Toyota to slow production again in June, due to component shortages

Toyota has apologised to customers after it, the world’s largest auto manufacturer, has had no choice but to slow down production for the month of June as supply chain constraints and component shortages continue to plague delivery forecasts.

Toyota says that 16 production lines across 10 of its factories will be closed for a week in total between June 6 and June 10, which has forced Toyota to revise its production forecasts – again – by 50,000 units.

As a result, Toyota has updated its global production plan for the month of June, with the company expecting to produce 800,000 units; 200,000 for the domestic market and 600,000 units headed overseas.

Toyota expects that production will stand at around 850,000 vehicles between June and August, while aiming to hit 9.7 million units for the fiscal year ending 2023.

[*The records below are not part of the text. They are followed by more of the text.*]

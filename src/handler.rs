use crate::errors::EnqueueError;
use crate::policy::RetryPolicy;
use crate::schema::Job;
use crate::storage::{self, NewJob};
use chrono::{DateTime, Utc};
use futures_util::FutureExt;
use futures_util::future::BoxFuture;
use sqlx::SqlitePool;
use std::future::Future;
use tracing::instrument;

/// Outcome of a successful handler invocation.
///
/// Only the cursor is interpreted by the queue core; anything else a
/// connector produces (saved row counts, domain results) stays on the
/// connector side.
#[derive(Debug, Clone, PartialEq, Eq)]
pub enum JobOutcome {
    /// All work for this job is finished.
    Done,
    /// More upstream pages remain; a follow-up job resumes from `cursor`.
    Paginated {
        /// Opaque resume point understood only by the handler.
        cursor: String,
    },
}

/// Trait for defining the handler behind a job type.
///
/// Connectors implement this once per job type and register it on the
/// [`Runner`](crate::Runner). The handler is invoked for every claimed job
/// of its type; `job.cursor` carries the resume point when the invocation
/// continues an earlier page.
///
/// Transient and permanent errors are not distinguished: any `Err` (or
/// panic) is retried per [`Self::RETRY`] and parks the job as failed once
/// the budget is exhausted. Handlers should therefore be idempotent.
pub trait JobHandler: Send + Sync + 'static {
    /// Unique name of the job type.
    ///
    /// This MUST be unique for the whole application.
    const JOB_TYPE: &'static str;

    /// Retry, backoff and lock-staleness configuration for this job type.
    const RETRY: RetryPolicy = RetryPolicy::DEFAULT;

    /// The application data provided to this handler at runtime.
    type Context: Clone + Send + Sync + 'static;

    /// Execute one claimed job.
    fn run(
        job: Job,
        ctx: Self::Context,
    ) -> impl Future<Output = anyhow::Result<JobOutcome>> + Send;

    /// Enqueue a job of this type.
    ///
    /// Returns the job ID, or `None` if a pending/processing job already
    /// exists for the same `(job_type, scope_key)`. Deduplication makes
    /// this safe to call unconditionally on every upstream poll.
    #[instrument(name = "jobqueue.enqueue", skip(pool), fields(job_type = Self::JOB_TYPE))]
    fn enqueue<'a>(
        pool: &'a SqlitePool,
        scope_key: Option<&'a str>,
    ) -> BoxFuture<'a, Result<Option<i64>, EnqueueError>> {
        let job = NewJob {
            job_type: Self::JOB_TYPE,
            scope_key,
            cursor: None,
            run_after: None,
            max_retries: Self::RETRY.max_retries,
        };
        storage::enqueue_job(pool, job).boxed()
    }

    /// Enqueue a job of this type that only becomes eligible at `run_after`.
    #[instrument(name = "jobqueue.enqueue_at", skip(pool), fields(job_type = Self::JOB_TYPE))]
    fn enqueue_at<'a>(
        pool: &'a SqlitePool,
        scope_key: Option<&'a str>,
        run_after: DateTime<Utc>,
    ) -> BoxFuture<'a, Result<Option<i64>, EnqueueError>> {
        let job = NewJob {
            job_type: Self::JOB_TYPE,
            scope_key,
            cursor: None,
            run_after: Some(run_after),
            max_retries: Self::RETRY.max_retries,
        };
        storage::enqueue_job(pool, job).boxed()
    }

    /// Enqueue a job of this type resuming from an explicit cursor, e.g. to
    /// restart an interrupted backfill at a known point.
    #[instrument(name = "jobqueue.enqueue_from", skip(pool), fields(job_type = Self::JOB_TYPE))]
    fn enqueue_from<'a>(
        pool: &'a SqlitePool,
        scope_key: Option<&'a str>,
        cursor: &'a str,
    ) -> BoxFuture<'a, Result<Option<i64>, EnqueueError>> {
        let job = NewJob {
            job_type: Self::JOB_TYPE,
            scope_key,
            cursor: Some(cursor),
            run_after: None,
            max_retries: Self::RETRY.max_retries,
        };
        storage::enqueue_job(pool, job).boxed()
    }
}
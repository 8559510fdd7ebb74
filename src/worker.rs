use crate::handler::JobOutcome;
use crate::job_registry::JobRegistry;
use crate::policy::RetryPolicy;
use crate::schema::{Job, JobStatus};
use crate::storage;
use crate::util::try_to_extract_panic_info;
use anyhow::anyhow;
use futures_util::FutureExt;
use futures_util::future::join_all;
use sqlx::SqlitePool;
use std::panic::AssertUnwindSafe;
use std::sync::Arc;
use tracing::{Instrument, debug, error, info_span, warn};

pub(crate) struct Worker<Context> {
    pub(crate) connection_pool: SqlitePool,
    pub(crate) context: Context,
    pub(crate) job_registry: Arc<JobRegistry<Context>>,
}

impl<Context: Clone + Send + Sync + 'static> Worker<Context> {
    /// Run a claimed batch to completion, all jobs concurrently.
    ///
    /// Handler errors and panics are routed through the retry path per job
    /// and never affect siblings in the batch; only store-level errors
    /// surface from here.
    pub(crate) async fn execute_batch(&self, jobs: Vec<Job>) -> anyhow::Result<()> {
        let results = join_all(jobs.into_iter().map(|job| self.execute_job(job))).await;
        for result in results {
            result?;
        }
        Ok(())
    }

    async fn execute_job(&self, job: Job) -> anyhow::Result<()> {
        let span = info_span!("job", job.id = %job.id, job.job_type = %job.job_type);
        let pool = &self.connection_pool;
        let context = self.context.clone();

        async move {
            debug!("Running job…");

            let registered = self.job_registry.get(&job.job_type);
            let policy = registered.map_or(RetryPolicy::DEFAULT, |registered| registered.policy);

            let result = match registered {
                Some(registered) => {
                    let future = (registered.run)(context, job.clone());
                    AssertUnwindSafe(future)
                        .catch_unwind()
                        .await
                        .map_err(|panic| try_to_extract_panic_info(&*panic))
                        // TODO: Replace with flatten() once that stabilizes
                        .and_then(std::convert::identity)
                }
                None => Err(anyhow!("Unknown job type {}", job.job_type)),
            };

            match result {
                Ok(JobOutcome::Done) => {
                    debug!("Job completed");
                    storage::complete_job(pool, job.id, None).await?;
                }
                Ok(JobOutcome::Paginated { cursor }) => {
                    debug!(%cursor, "Job completed, enqueueing the next page");
                    storage::complete_job(pool, job.id, Some(&cursor)).await?;
                }
                Err(job_error) => {
                    warn!("Failed to run job: {job_error:#}");
                    let message = format!("{job_error:#}");
                    let status = storage::fail_job(pool, &job, &policy, &message).await?;
                    if status == JobStatus::Failed {
                        error!("Job exhausted its retries and is permanently failed");
                    }
                }
            }

            Ok(())
        }
        .instrument(span)
        .await
    }
}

The company said that “it is very difficult to estimate the current supply situation of parts” and even admitted that “there is a possibility that the production plan may be lower”, in the wake of further lockdowns in Shanghai and other supply chain constraints restricting access to vital components like semi-conductors.

We reported just last month that Toyota was cutting its global production forecast by 100,000 units for the month of May, stating that a temporary shutdown would allow it to stockpile certain components.

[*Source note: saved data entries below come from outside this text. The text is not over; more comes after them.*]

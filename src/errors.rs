use thiserror::Error;

/// Errors that can occur while enqueueing a job.
#[derive(Debug, Error)]
pub enum EnqueueError {
    /// The insert failed at the database level.
    #[error(transparent)]
    Database(#[from] sqlx::Error),
}
use std::any::Any;

/// Turn a caught panic payload into a readable error.
pub(crate) fn try_to_extract_panic_info(info: &(dyn Any + Send + 'static)) -> anyhow::Error {
    if let Some(message) = info.downcast_ref::<&str>() {
        anyhow::anyhow!("job panicked: {message}")
    } else if let Some(message) = info.downcast_ref::<String>() {
        anyhow::anyhow!("job panicked: {message}")
    } else {
        anyhow::anyhow!("job panicked")
    }
}

#[cfg(test)]
mod tests {
    use super::*;

    #[test]
    fn extracts_str_and_string_payloads() {
        let payload: Box<dyn Any + Send> = Box::new("boom");
        assert_eq!(
            try_to_extract_panic_info(&*payload).to_string(),
            "job panicked: boom"
        );

        let payload: Box<dyn Any + Send> = Box::new(String::from("boom"));
        assert_eq!(
            try_to_extract_panic_info(&*payload).to_string(),
            "job panicked: boom"
        );

        let payload: Box<dyn Any + Send> = Box::new(42_u8);
        assert_eq!(try_to_extract_panic_info(&*payload).to_string(), "job panicked");
    }
}
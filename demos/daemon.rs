//! Minimal daemon wiring for the job queue.
//!
//! Two simulated connectors are registered: a paginated message fetcher and
//! a flaky summarization job whose first attempt times out. The scheduler is
//! driven manually here so the drain loop also waits out retry backoff.
//!
//! ```bash
//! cargo run --example daemon
//! ```

use anyhow::Result;
use jobqueue::schema::Job;
use jobqueue::{JobHandler, JobOutcome, RetryPolicy, Runner, queue_stats, setup_database};
use sqlx::sqlite::SqlitePoolOptions;
use std::sync::Arc;
use std::sync::atomic::{AtomicU32, Ordering};
use std::time::Duration;
use tracing::info;

#[derive(Clone, Default)]
struct Connectors {
    summarize_attempts: Arc<AtomicU32>,
}

/// Fetches one page of messages per job and chains the next page.
struct FetchMessages;

impl JobHandler for FetchMessages {
    const JOB_TYPE: &'static str = "fetch_messages";
    type Context = Connectors;

    async fn run(job: Job, _ctx: Connectors) -> Result<JobOutcome> {
        let page: u32 = job.cursor.as_deref().map_or(0, |c| c.parse().unwrap_or(0));
        let source = job.scope_key.as_deref().unwrap_or("-");
        info!(source, page, "Fetched a page of messages");
        tokio::time::sleep(Duration::from_millis(50)).await;

        if page < 3 {
            Ok(JobOutcome::Paginated {
                cursor: (page + 1).to_string(),
            })
        } else {
            Ok(JobOutcome::Done)
        }
    }
}

/// Summarizes a day of activity; the first attempt hits a simulated
/// upstream timeout and is retried with backoff.
struct SummarizeDay;

impl JobHandler for SummarizeDay {
    const JOB_TYPE: &'static str = "summarize_day";
    const RETRY: RetryPolicy = RetryPolicy {
        max_retries: 2,
        base_delay: Duration::from_millis(100),
        cap_delay: Duration::from_secs(1),
        stale_after: Duration::from_secs(60),
    };
    type Context = Connectors;

    async fn run(job: Job, ctx: Connectors) -> Result<JobOutcome> {
        if ctx.summarize_attempts.fetch_add(1, Ordering::SeqCst) == 0 {
            anyhow::bail!("model endpoint timed out");
        }
        info!(day = job.scope_key.as_deref().unwrap_or("-"), "Summary stored");
        Ok(JobOutcome::Done)
    }
}

#[tokio::main]
async fn main() -> Result<()> {
    tracing_subscriber::fmt()
        .with_env_filter(
            tracing_subscriber::EnvFilter::try_from_default_env()
                .unwrap_or_else(|_| "info,daemon=info,jobqueue=info".into()),
        )
        .compact()
        .init();

    let pool = SqlitePoolOptions::new()
        .max_connections(1)
        .connect("sqlite::memory:")
        .await?;
    setup_database(&pool).await?;

    let scheduler = Runner::new(pool.clone(), Connectors::default())
        .register_job_type::<FetchMessages>()
        .register_job_type::<SummarizeDay>()
        .batch_limit(4)
        .into_scheduler();

    FetchMessages::enqueue(&pool, Some("chat:general")).await?;
    FetchMessages::enqueue(&pool, Some("code:reviews")).await?;
    SummarizeDay::enqueue(&pool, Some("2026-08-06")).await?;

    // Connectors enqueue on every poll; a duplicate for a live scope is a no-op.
    assert!(
        FetchMessages::enqueue(&pool, Some("chat:general"))
            .await?
            .is_none()
    );

    // Tick until the queue has drained, covering retry backoff as well.
    loop {
        scheduler.tick().await?;
        let stats = queue_stats(&pool).await?;
        if stats.pending == 0 && stats.processing == 0 {
            break;
        }
        tokio::time::sleep(Duration::from_millis(100)).await;
    }

    let stats = queue_stats(&pool).await?;
    info!(
        completed = stats.completed,
        failed = stats.failed,
        "Queue drained"
    );
    println!("{}", serde_json::to_string_pretty(&stats)?);

    Ok(())
}
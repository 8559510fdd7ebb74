use crate::handler::{JobHandler, JobOutcome};
use crate::policy::RetryPolicy;
use crate::schema::Job;
use futures_util::FutureExt;
use futures_util::future::BoxFuture;
use std::collections::HashMap;
use std::sync::Arc;
use std::time::Duration;

type RunTaskFn<Context> =
    Arc<dyn Fn(Context, Job) -> BoxFuture<'static, anyhow::Result<JobOutcome>> + Send + Sync>;

pub(crate) struct RegisteredJob<Context> {
    pub(crate) run: RunTaskFn<Context>,
    pub(crate) policy: RetryPolicy,
}

impl<Context> Clone for RegisteredJob<Context> {
    fn clone(&self) -> Self {
        Self {
            run: Arc::clone(&self.run),
            policy: self.policy,
        }
    }
}

/// Dispatch table from job type name to handler and retry policy.
pub(crate) struct JobRegistry<Context> {
    jobs: HashMap<String, RegisteredJob<Context>>,
}

impl<Context> Default for JobRegistry<Context> {
    fn default() -> Self {
        Self {
            jobs: HashMap::new(),
        }
    }
}

impl<Context> Clone for JobRegistry<Context> {
    fn clone(&self) -> Self {
        Self {
            jobs: self.jobs.clone(),
        }
    }
}

impl<Context: Clone + Send + Sync + 'static> JobRegistry<Context> {
    pub(crate) fn register<H: JobHandler<Context = Context>>(&mut self) {
        let run: RunTaskFn<Context> = Arc::new(|ctx, job| H::run(job, ctx).boxed());
        self.jobs.insert(
            H::JOB_TYPE.to_string(),
            RegisteredJob {
                run,
                policy: H::RETRY,
            },
        );
    }

    pub(crate) fn get(&self, job_type: &str) -> Option<&RegisteredJob<Context>> {
        self.jobs.get(job_type)
    }

    pub(crate) fn job_types(&self) -> Vec<String> {
        self.jobs.keys().cloned().collect()
    }

    pub(crate) fn policies(&self) -> impl Iterator<Item = (&str, &RetryPolicy)> {
        self.jobs
            .iter()
            .map(|(job_type, registered)| (job_type.as_str(), &registered.policy))
    }

    /// Shortest stale window across registered types, used by the claim
    /// statement's stale-lock escape clause. Conservative: a lock another
    /// type would still consider live is never stolen.
    pub(crate) fn shortest_stale_window(&self) -> Duration {
        self.jobs
            .values()
            .map(|registered| registered.policy.stale_after)
            .min()
            .unwrap_or(RetryPolicy::DEFAULT.stale_after)
    }
}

At that time, Toyota said that production for May would be around 750,000 units in total, with domestic deliveries falling by 100,000 units. Toyota said:

“It remains difficult to look ahead due to the shortage of semiconductors and the spread of COVID-19, we will continue to make every effort possible to deliver as many vehicles to our customers at the earliest date.”

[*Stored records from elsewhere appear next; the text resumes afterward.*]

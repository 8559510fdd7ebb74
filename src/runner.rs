use crate::handler::JobHandler;
use crate::job_registry::JobRegistry;
use crate::scheduler::{Scheduler, SchedulerConfig, TickOutcome};
use futures_util::future::join_all;
use rand::Rng;
use sqlx::SqlitePool;
use std::sync::Arc;
use std::time::Duration;
use tokio::task::JoinHandle;
use tokio::time::sleep;
use tracing::{Instrument, debug, error, info, info_span, warn};

const DEFAULT_POLL_INTERVAL: Duration = Duration::from_secs(10);
const DEFAULT_JITTER: Duration = Duration::from_millis(500);

/// The core runner responsible for registering job types and driving the
/// scheduler loop.
pub struct Runner<Context: Clone + Send + Sync + 'static> {
    connection_pool: SqlitePool,
    job_registry: JobRegistry<Context>,
    context: Context,
    config: SchedulerConfig,
    poll_interval: Duration,
    jitter: Duration,
    shutdown_when_queue_empty: bool,
}

impl<Context: std::fmt::Debug + Clone + Send + Sync + 'static> std::fmt::Debug
    for Runner<Context>
{
    fn fmt(&self, f: &mut std::fmt::Formatter<'_>) -> std::fmt::Result {
        f.debug_struct("Runner")
            .field("job_types", &self.job_registry.job_types())
            .field("context", &self.context)
            .field("poll_interval", &self.poll_interval)
            .field("shutdown_when_queue_empty", &self.shutdown_when_queue_empty)
            .finish()
    }
}

impl<Context: Clone + Send + Sync + 'static> Runner<Context> {
    /// Create a new runner with the given connection pool and context.
    pub fn new(connection_pool: SqlitePool, context: Context) -> Self {
        Self {
            connection_pool,
            job_registry: JobRegistry::default(),
            context,
            config: SchedulerConfig::default(),
            poll_interval: DEFAULT_POLL_INTERVAL,
            jitter: DEFAULT_JITTER,
            shutdown_when_queue_empty: false,
        }
    }

    /// Configure a job type to be claimed and executed by this runner.
    #[must_use]
    pub fn register_job_type<H: JobHandler<Context = Context>>(mut self) -> Self {
        self.job_registry.register::<H>();
        self
    }

    /// Set the maximum number of jobs claimed and executed per tick.
    #[must_use]
    pub fn batch_limit(mut self, batch_limit: u32) -> Self {
        self.config.batch_limit = batch_limit;
        self
    }

    /// Set how often the scheduler polls for new jobs.
    #[must_use]
    pub fn poll_interval(mut self, poll_interval: Duration) -> Self {
        self.poll_interval = poll_interval;
        self
    }

    /// Set the maximum random jitter added to each poll interval.
    ///
    /// Jitter spreads the polling of several processes sharing one store,
    /// e.g. a daemon and a management CLI. The actual jitter applied is a
    /// random value between 0 and the specified duration.
    #[must_use]
    pub fn jitter(mut self, jitter: Duration) -> Self {
        self.jitter = jitter;
        self
    }

    /// Set how long completed and failed jobs are kept before deletion.
    #[must_use]
    pub fn retention(mut self, retention: Duration) -> Self {
        self.config.retention = retention;
        self
    }

    /// Set the minimum time between garbage collection passes.
    #[must_use]
    pub fn cleanup_interval(mut self, cleanup_interval: Duration) -> Self {
        self.config.cleanup_interval = cleanup_interval;
        self
    }

    /// Set the runner to shut down once a tick finds no eligible work.
    ///
    /// Jobs parked on a future `run_after` do not keep the runner alive.
    /// Mostly useful for drain-style batch runs and tests.
    #[must_use]
    pub fn shutdown_when_queue_empty(mut self) -> Self {
        self.shutdown_when_queue_empty = true;
        self
    }

    /// Build the scheduler without starting the poll loop.
    ///
    /// Useful for driving ticks manually, e.g. from a management endpoint
    /// or in tests.
    #[must_use]
    pub fn into_scheduler(self) -> Scheduler<Context> {
        Scheduler::new(
            self.connection_pool,
            self.context,
            Arc::new(self.job_registry),
            self.config,
        )
    }

    /// Start the scheduler loop.
    ///
    /// This returns a [`RunHandle`] which can be used to wait for the loop
    /// to shut down.
    pub fn start(&self) -> RunHandle {
        let scheduler = Scheduler::new(
            self.connection_pool.clone(),
            self.context.clone(),
            Arc::new(self.job_registry.clone()),
            self.config,
        );

        info!("Starting scheduler loop…");
        let poll_interval = self.poll_interval;
        let jitter = self.jitter;
        let shutdown_when_queue_empty = self.shutdown_when_queue_empty;

        let span = info_span!("scheduler");
        let handle = tokio::spawn(
            async move {
                run_scheduler_loop(scheduler, poll_interval, jitter, shutdown_when_queue_empty)
                    .await;
            }
            .instrument(span),
        );

        RunHandle {
            handles: vec![handle],
        }
    }
}

async fn run_scheduler_loop<Context: Clone + Send + Sync + 'static>(
    scheduler: Scheduler<Context>,
    poll_interval: Duration,
    jitter: Duration,
    shutdown_when_queue_empty: bool,
) {
    loop {
        match scheduler.tick().await {
            Ok(TickOutcome::Completed(summary)) => {
                if shutdown_when_queue_empty && summary.claimed == 0 && summary.recovered == 0 {
                    debug!("No eligible jobs found. Shutting down the scheduler…");
                    break;
                }
            }
            Ok(TickOutcome::Skipped) => {}
            Err(tick_error) => {
                error!("Scheduler tick failed: {tick_error:#}");
                break;
            }
        }

        sleep(sleep_duration_with_jitter(poll_interval, jitter)).await;
    }
}

/// Calculate the sleep duration with random jitter applied.
fn sleep_duration_with_jitter(poll_interval: Duration, jitter: Duration) -> Duration {
    if jitter.is_zero() {
        return poll_interval;
    }

    let jitter_millis = u64::try_from(jitter.as_millis()).unwrap_or(u64::MAX);
    let random_jitter = rand::thread_rng().gen_range(0..=jitter_millis);
    poll_interval + Duration::from_millis(random_jitter)
}

/// Handle to a running scheduler loop.
#[derive(Debug)]
pub struct RunHandle {
    handles: Vec<JoinHandle<()>>,
}

impl RunHandle {
    /// Wait for the scheduler loop to shut down.
    pub async fn wait_for_shutdown(self) {
        join_all(self.handles).await.into_iter().for_each(|result| {
            if let Err(join_error) = result {
                warn!(%join_error, "Scheduler task panicked");
            }
        });
    }
}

Vehicles implicated in the latest production slowdown are effectively the entire Toyota showroom, with the RAV4, LandCruiser 300 and 70 Series, HiAce van, Yaris Cross, GR Yaris, Corolla, Prado and C-HR all victims of the week-long production hiatus.

Temporary production stoppages will also have an impact on deliveries of the Lexus LX, LC, NX, LS, RX and ES, the majority of which were already subject to lengthy wait times here in Australia.